Travel writer endorses the pleasures of travelling alone
It isn’t often that a newspaper reporter publishes a truly distinguished book about the sensations of solitary travel and the rewarding emotions you feel when abroad by yourself in a strange city. Yet that is the achievement of Stephanie Rosenbloom of The New York Times in her recently published “Alone Time.”
Rosenbloom, a staff columnist for the Times, is known for her extremely lucid and helpful columns about various practical aspects of travel. But in “Alone Time,” she talks about the feelings you can and should experience while travelling without a companion.
She begins by explaining that a large and growing segment of the world’s population is made up of single people.

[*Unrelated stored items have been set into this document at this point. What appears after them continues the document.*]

use std::path::PathBuf;
use std::time::Duration;

use clap::error::ErrorKind;
use clap::Parser;
use deskinstall_core::{InstallAction, InstallationStatus};
use deskinstall_installer::SetupLayout;

use super::*;
use crate::dispatch::{build_install_request, parse_confirmation};
use crate::render::{
    format_elapsed, format_layout_lines, format_status_lines, render_status_line,
    resolve_output_style, OutputStyle,
};

fn sample_status() -> InstallationStatus {
    InstallationStatus::evaluate("1.0.0", "1.1.0", PathBuf::from("/opt/AnythingLLM"), true)
}

#[test]
fn install_command_parses_action_and_shortcut_flags() {
    let cli = Cli::try_parse_from([
        "deskinstall",
        "install",
        "--path",
        "/srv/llm",
        "--action",
        "repair",
        "--no-menu-shortcut",
        "--yes",
    ])
    .expect("must parse install command");

    match cli.command {
        Commands::Install {
            path,
            action,
            no_desktop_shortcut,
            no_menu_shortcut,
            yes,
        } => {
            assert_eq!(path, Some(PathBuf::from("/srv/llm")));
            assert_eq!(action, Some(InstallAction::RepairExisting));
            assert!(!no_desktop_shortcut);
            assert!(no_menu_shortcut);
            assert!(yes);
        }
        other => panic!("unexpected command: {other:?}"),
    }
}

#[test]
fn install_command_rejects_unknown_action() {
    let err = Cli::try_parse_from(["deskinstall", "install", "--action", "downgrade"])
        .expect_err("unknown action must be rejected");
    assert_eq!(err.kind(), ErrorKind::ValueValidation);
}

#[test]
fn global_layout_overrides_follow_subcommand() {
    let cli = Cli::try_parse_from([
        "deskinstall",
        "detect",
        "--payload-dir",
        "/media/payload",
        "--state-file",
        "/tmp/state.json",
        "-v",
    ])
    .expect("must parse global flags");
    assert_eq!(cli.payload_dir, Some(PathBuf::from("/media/payload")));
    assert_eq!(cli.state_file, Some(PathBuf::from("/tmp/state.json")));
    assert!(cli.verbose);
    assert!(matches!(cli.command, Commands::Detect));
}

#[test]
fn install_request_defaults_to_detected_path_and_recommendation() {
    let status = sample_status();
    let request = build_install_request(&status, None, None, true, false);
    assert_eq!(request.target, PathBuf::from("/opt/AnythingLLM"));
    assert_eq!(request.action, InstallAction::UpdateExisting);
    assert!(request.desktop_shortcut);
    assert!(!request.menu_shortcut);

    let overridden = build_install_request(
        &status,
        Some(PathBuf::from("/elsewhere")),
        Some(InstallAction::RepairExisting),
        false,
        true,
    );
    assert_eq!(overridden.target, PathBuf::from("/elsewhere"));
    assert_eq!(overridden.action, InstallAction::RepairExisting);
}

#[test]
fn parse_confirmation_accepts_default_and_yes() {
    assert!(parse_confirmation("\n"));
    assert!(parse_confirmation("y\n"));
    assert!(parse_confirmation(" YES "));
    assert!(!parse_confirmation("n\n"));
    assert!(!parse_confirmation("nope"));
}

#[test]
fn resolve_output_style_uses_rich_only_for_colored_terminals() {
    assert_eq!(resolve_output_style(true, false), OutputStyle::Rich);
    assert_eq!(resolve_output_style(true, true), OutputStyle::Plain);
    assert_eq!(resolve_output_style(false, false), OutputStyle::Plain);
}

#[test]
fn render_status_line_plain_is_unadorned() {
    assert_eq!(
        render_status_line(OutputStyle::Plain, "ok", "Installation completed successfully."),
        "Installation completed successfully."
    );
}

#[test]
fn render_status_line_rich_includes_ascii_badge() {
    assert_eq!(
        render_status_line(OutputStyle::Rich, "ok", "Update completed successfully."),
        "[OK] Update completed successfully."
    );
    assert_eq!(
        render_status_line(OutputStyle::Rich, "warn", "desktop shortcut skipped"),
        "[WARN] desktop shortcut skipped"
    );
}

#[test]
fn format_status_lines_describe_detected_installation() {
    assert_eq!(
        format_status_lines(&sample_status()),
        vec![
            "installed: yes (1.0.0)",
            "available version: 1.1.0",
            "install path: /opt/AnythingLLM",
            "update available: yes",
            "repair available: yes",
            "recommended action: update",
        ]
    );
}

#[test]
fn format_status_lines_for_fresh_machine() {
    let status = InstallationStatus::evaluate("", "1.1.0", PathBuf::from("/opt/AnythingLLM"), false);
    let lines = format_status_lines(&status);
    assert_eq!(lines[0], "installed: no");
    assert_eq!(lines[5], "recommended action: install");
}

#[test]
fn format_layout_lines_lists_resolved_paths() {
    let layout = SetupLayout::new("/media/payload", "/cfg/installer-state.json", "/opt/AnythingLLM");
    assert_eq!(
        format_layout_lines(&layout, "1.1.0"),
        vec![
            "payload: /media/payload",
            "state file: /cfg/installer-state.json",
            "default install path: /opt/AnythingLLM",
            "available version: 1.1.0",
        ]
    );
}

#[test]
fn format_elapsed_pads_milliseconds() {
    assert_eq!(format_elapsed(Duration::from_millis(2_045)), "2.045s");
    assert_eq!(format_elapsed(Duration::from_millis(7)), "0.007s");
}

In the same proportions, a growing segment of all tourists are people who either are alone by circumstance or are people who have consciously decided to travel alone. Yet instead of bemoaning that latter condition, she exults in it by describing the pleasures she has had by travelling alone, for a week at a time, in Paris, Florence, Istanbul and New York.
In a text given weight by excerpts from the works of remarkable novelists and philosophers, she takes you on a visit to the above cities, and in the most entertaining possible manner, she describes the joy she found in reacting to the sights and experiences of those cities alone, without the distractions of a companion.
The book is a handbook of smart travel. You will almost long to make your next trip as a solo traveller. And she ends this entertaining tome with a chapter detailing all the aid you can find in websites and apps for memorable solo travel.
The book is “Alone Time” and is subtitled “The Pleasures of Solitude,” and it is available in all bookstores, or electronically.